Formalize dataflow semantics in React 18 applications to ensure correctness across asynchronous boundaries.

## Key Capabilities

- Model data dependencies and propagation semantics.
- Detect cycles and hidden data coupling.
- Enforce deterministic state transitions under concurrency.

## PhD-Level Challenges

- Prove confluence for dataflow updates.
- Derive minimal dependency sets for stable recomputation.
- Validate properties with model-based tests.

## Acceptance Criteria

- Provide a dataflow model and proof sketch.
- Demonstrate elimination of dataflow cycles.
- Include property-based tests for update correctness.

Overview

This skill formalizes dataflow semantics for React 18 applications to ensure correctness across asynchronous boundaries.

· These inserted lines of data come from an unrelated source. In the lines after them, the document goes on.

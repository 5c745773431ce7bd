use gateway_config::{AnyOrAsciiStringArray, AnyOrHttpMethodArray, AnyOrUrlArray, CorsConfig};
use http::{HeaderValue, Method};
use tower_http::cors::{AllowHeaders, AllowOrigin, CorsLayer, ExposeHeaders};

const DEFAULT_ORIGIN: &str = "http://localhost:3000";

/// Builds the CORS layer. Without configuration the catalog front end on
/// `http://localhost:3000` may call the endpoint with credentials.
pub(crate) fn generate(config: Option<CorsConfig>) -> crate::Result<CorsLayer> {
    let Some(config) = config else {
        return Ok(default_layer());
    };

    if config.allow_credentials {
        reject_wildcards_with_credentials(&config)?;
    }

    let CorsConfig {
        allow_credentials,
        allow_origins,
        max_age,
        allow_methods,
        allow_headers,
        expose_headers,
        allow_private_network,
    } = config;

    let mut cors_layer = CorsLayer::new()
        .allow_credentials(allow_credentials)
        .allow_private_network(allow_private_network);

    if let Some(allow_origins) = allow_origins {
        cors_layer = cors_layer.allow_origin(AllowOrigin::from(allow_origins));
    }

    if let Some(max_age) = max_age {
        cors_layer = cors_layer.max_age(max_age);
    }

    if let Some(allow_methods) = allow_methods {
        cors_layer = cors_layer.allow_methods(allow_methods);
    }

    if let Some(allow_headers) = allow_headers {
        let allow_headers = AllowHeaders::try_from(allow_headers).map_err(|e| crate::Error::Cors(e.to_string()))?;
        cors_layer = cors_layer.allow_headers(allow_headers);
    }

    if let Some(expose_headers) = expose_headers {
        let expose_headers = ExposeHeaders::try_from(expose_headers).map_err(|e| crate::Error::Cors(e.to_string()))?;
        cors_layer = cors_layer.expose_headers(expose_headers);
    }

    Ok(cors_layer)
}

fn default_layer() -> CorsLayer {
    CorsLayer::new()
        .allow_origin(AllowOrigin::list([HeaderValue::from_static(DEFAULT_ORIGIN)]))
        .allow_credentials(true)
        .allow_methods([
            Method::GET,
            Method::HEAD,
            Method::PUT,
            Method::PATCH,
            Method::POST,
            Method::DELETE,
        ])
        .allow_headers(AllowHeaders::mirror_request())
}

/// Browsers refuse `*` together with credentials, and tower-http panics on it.
fn reject_wildcards_with_credentials(config: &CorsConfig) -> crate::Result<()> {
    let wildcard = if matches!(config.allow_origins, Some(AnyOrUrlArray::Any)) {
        Some("allow_origins")
    } else if matches!(config.allow_methods, Some(AnyOrHttpMethodArray::Any)) {
        Some("allow_methods")
    } else if matches!(config.allow_headers, Some(AnyOrAsciiStringArray::Any)) {
        Some("allow_headers")
    } else if matches!(config.expose_headers, Some(AnyOrAsciiStringArray::Any)) {
        Some("expose_headers")
    } else {
        None
    };

    match wildcard {
        Some(setting) => Err(crate::Error::Cors(format!(
            "{setting} cannot be \"any\" when allow_credentials is set"
        ))),
        None => Ok(()),
    }
}
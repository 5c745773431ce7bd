use std::time::Duration;

use ascii::AsciiString;
use duration_str::deserialize_option_duration;
use http::{header::InvalidHeaderName, HeaderName, HeaderValue};
use tower_http::cors::{AllowHeaders, AllowMethods, AllowOrigin, ExposeHeaders};
use url::Url;

#[derive(Clone, Default, Debug, PartialEq, serde::Deserialize)]
#[serde(default, deny_unknown_fields)]
pub struct CorsConfig {
    /// If false (or not defined), credentials are not allowed in requests
    pub allow_credentials: bool,
    /// Origins from which we allow requests.
    ///
    /// This can be:
    /// - `{ allow_origins = "any" }` - Allows any origin (equivalent to "*")
    /// - `{ allow_origins = ["http://localhost:3000"] }` - Allows specific origins
    /// - `{ allow_origins = { wildcard = ["*.example.com"] } }` - Allows subdomains of a domain
    pub allow_origins: Option<AnyOrUrlArray>,
    /// Maximum time between OPTIONS and the next request
    #[serde(deserialize_with = "deserialize_option_duration")]
    pub max_age: Option<Duration>,
    /// HTTP methods allowed to the endpoint.
    pub allow_methods: Option<AnyOrHttpMethodArray>,
    /// Headers allowed in incoming requests
    pub allow_headers: Option<AnyOrAsciiStringArray>,
    /// Headers exposed to the browser in responses
    pub expose_headers: Option<AnyOrAsciiStringArray>,
    /// If set, allows browsers from private network to connect
    pub allow_private_network: bool,
}

#[derive(Debug, PartialEq, Clone, Copy, serde::Deserialize)]
#[serde(rename_all = "UPPERCASE")]
pub enum HttpMethod {
    Get,
    Post,
    Put,
    Delete,
    Head,
    Options,
    Connect,
    Patch,
    Trace,
}

impl From<HttpMethod> for http::Method {
    fn from(value: HttpMethod) -> Self {
        match value {
            HttpMethod::Get => http::Method::GET,
            HttpMethod::Post => http::Method::POST,
            HttpMethod::Put => http::Method::PUT,
            HttpMethod::Delete => http::Method::DELETE,
            HttpMethod::Head => http::Method::HEAD,
            HttpMethod::Options => http::Method::OPTIONS,
            HttpMethod::Connect => http::Method::CONNECT,
            HttpMethod::Patch => http::Method::PATCH,
            HttpMethod::Trace => http::Method::TRACE,
        }
    }
}

#[derive(Clone, Debug, PartialEq, serde::Deserialize)]
#[serde(rename_all = "lowercase")]
#[serde(expecting = "expecting string \"any\", an array of urls, or wildcard patterns like \"*.example.com\"")]
pub enum AnyOrUrlArray {
    Any,
    /// Subdomain patterns such as `*.example.com`. The apex domain itself does not match.
    Wildcard(Vec<String>),
    #[serde(untagged)]
    Explicit(Vec<Url>),
}

impl AnyOrUrlArray {
    /// Whether a request `Origin` header value is allowed.
    pub fn matches(&self, origin: &str) -> bool {
        match self {
            AnyOrUrlArray::Any => true,
            AnyOrUrlArray::Explicit(origins) => origins.iter().any(|url| origin == origin_of(url)),
            AnyOrUrlArray::Wildcard(patterns) => {
                let Some(host) = Url::parse(origin).ok().and_then(|url| url.host_str().map(str::to_owned)) else {
                    return false;
                };

                patterns.iter().any(|pattern| match pattern.strip_prefix("*.") {
                    Some(domain) => host
                        .strip_suffix(domain)
                        .is_some_and(|subdomain| subdomain.len() > 1 && subdomain.ends_with('.')),
                    None if pattern.contains("://") => origin == pattern,
                    None => host == *pattern,
                })
            }
        }
    }
}

/// Browsers send origins without the trailing slash `Url` adds to an empty path.
fn origin_of(url: &Url) -> &str {
    url.as_str().strip_suffix('/').unwrap_or(url.as_str())
}

impl From<AnyOrUrlArray> for AllowOrigin {
    fn from(value: AnyOrUrlArray) -> Self {
        match value {
            AnyOrUrlArray::Any => AllowOrigin::any(),
            AnyOrUrlArray::Explicit(ref origins) => {
                // serialized urls are always ascii
                let origins = origins
                    .iter()
                    .filter_map(|url| HeaderValue::from_str(origin_of(url)).ok())
                    .collect::<Vec<_>>();

                AllowOrigin::list(origins)
            }
            AnyOrUrlArray::Wildcard(_) => AllowOrigin::predicate(move |origin: &HeaderValue, _: &http::request::Parts| {
                origin.to_str().is_ok_and(|origin| value.matches(origin))
            }),
        }
    }
}

#[derive(Clone, Debug, PartialEq, serde::Deserialize)]
#[serde(rename_all = "lowercase")]
#[serde(expecting = "expecting string \"any\", or an array of capitalized HTTP methods")]
pub enum AnyOrHttpMethodArray {
    Any,
    #[serde(untagged)]
    Explicit(Vec<HttpMethod>),
}

impl From<AnyOrHttpMethodArray> for AllowMethods {
    fn from(value: AnyOrHttpMethodArray) -> Self {
        match value {
            AnyOrHttpMethodArray::Any => AllowMethods::any(),
            AnyOrHttpMethodArray::Explicit(methods) => {
                AllowMethods::list(methods.into_iter().map(http::Method::from))
            }
        }
    }
}

#[derive(Clone, Debug, PartialEq, serde::Deserialize)]
#[serde(rename_all = "lowercase")]
#[serde(expecting = "expecting string \"any\", or an array of ASCII strings")]
pub enum AnyOrAsciiStringArray {
    Any,
    #[serde(untagged)]
    Explicit(Vec<AsciiString>),
}

impl AnyOrAsciiStringArray {
    fn header_names(headers: &[AsciiString]) -> Result<Vec<HeaderName>, InvalidHeaderName> {
        headers
            .iter()
            .map(|header| HeaderName::from_bytes(header.as_bytes()))
            .collect()
    }
}

impl TryFrom<AnyOrAsciiStringArray> for AllowHeaders {
    type Error = InvalidHeaderName;

    fn try_from(value: AnyOrAsciiStringArray) -> Result<Self, Self::Error> {
        Ok(match value {
            AnyOrAsciiStringArray::Any => AllowHeaders::any(),
            AnyOrAsciiStringArray::Explicit(headers) => {
                AllowHeaders::list(AnyOrAsciiStringArray::header_names(&headers)?)
            }
        })
    }
}

impl TryFrom<AnyOrAsciiStringArray> for ExposeHeaders {
    type Error = InvalidHeaderName;

    fn try_from(value: AnyOrAsciiStringArray) -> Result<Self, Self::Error> {
        Ok(match value {
            AnyOrAsciiStringArray::Any => ExposeHeaders::any(),
            AnyOrAsciiStringArray::Explicit(headers) => {
                ExposeHeaders::list(AnyOrAsciiStringArray::header_names(&headers)?)
            }
        })
    }
}
//! The item catalog GraphQL schema.
//!
//! Every field resolves through one call to the upstream REST service, reached through
//! the [`Fetcher`] registered as schema data. Upstream failures come back as field errors
//! classified by [`catalog_upstream::ClassifiedError`].

#![cfg_attr(test, allow(unused_crate_dependencies))]

mod error;
mod filter;
mod item;
mod mutation;
mod query;

use async_graphql::{EmptySubscription, Schema, SchemaBuilder};
use catalog_upstream::Fetcher;

pub use error::UpstreamError;
pub use filter::{distinct_states, ItemFilter};
pub use item::{Item, ItemInput, Location, LocationInput};
pub use mutation::Mutation;
pub use query::Query;

pub type CatalogSchema = Schema<Query, Mutation, EmptySubscription>;

/// Starts a schema wired to the given upstream. Callers can adjust it (introspection,
/// limits) before finishing.
pub fn schema_builder(fetcher: Fetcher) -> SchemaBuilder<Query, Mutation, EmptySubscription> {
    Schema::build(Query, Mutation, EmptySubscription).data(fetcher)
}

pub fn build_schema(fetcher: Fetcher) -> CatalogSchema {
    schema_builder(fetcher).finish()
}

It provides a rigorous model for dependency propagation, tools to detect and eliminate cycles, and techniques to enforce deterministic state transitions under concurrent updates. The focus is practical: produce proofs, tests, and actionable changes that integrate with application code and CI.

How this skill works

The skill builds an abstract dataflow model mapping React state, props, and derived selectors to nodes and edges representing dependencies and propagation timing. It analyzes update paths to detect cycles and hidden coupling introduced by effects or external async sources, then proposes transformation patterns that restore acyclicity and determinism. Finally, it generates property-based tests and proof sketches to validate confluence and stable recomputation under concurrent scheduling.

When to use it

Complex React 18 apps with concurrent features (startTransition, useDeferredValue) where subtle bugs appear under async scheduling.
When debugging nondeterministic UI behavior that depends on timing or external async events.
During architectural reviews to enforce predictable state propagation and prevent hidden coupling.
Before adopting aggressive concurrent rendering optimizations to validate correctness.
When building critical workflows in legal, financial, or regulated domains that require formal guarantees.

Best practices

Model stateful pieces as explicit nodes and document edges created by effects and callbacks.
Eliminate impure side effects in dependency chains; prefer pure derived selectors where possible.
Use minimal dependency sets for selectors to reduce recomputation and simplify proofs.
Run property-based tests that simulate interleavings and concurrent updates in CI.
Adopt transformation patterns (splitting layers, introducing mediators) to break cycles and isolate async boundaries.

Example use cases

Formalize propagation in a complex form where derived fields depend on multiple async validations.
Detect and remove hidden cycles caused by mutual effect-driven updates between sibling components.
Prove and test that batched concurrent updates lead to a single deterministic end state.
Derive minimal recomputation sets to optimize expensive selectors in a large UI.

FAQ

Does this require advanced math or proofs to use?

You can adopt pragmatic parts (analysis, refactoring patterns, property tests) without full formal proof; proofs and sketches are provided for high-assurance needs.

Will this change runtime behavior?

Transformations aim to preserve intended behavior while removing nondeterminism; some refactors may alter scheduling but produce more predictable outcomes.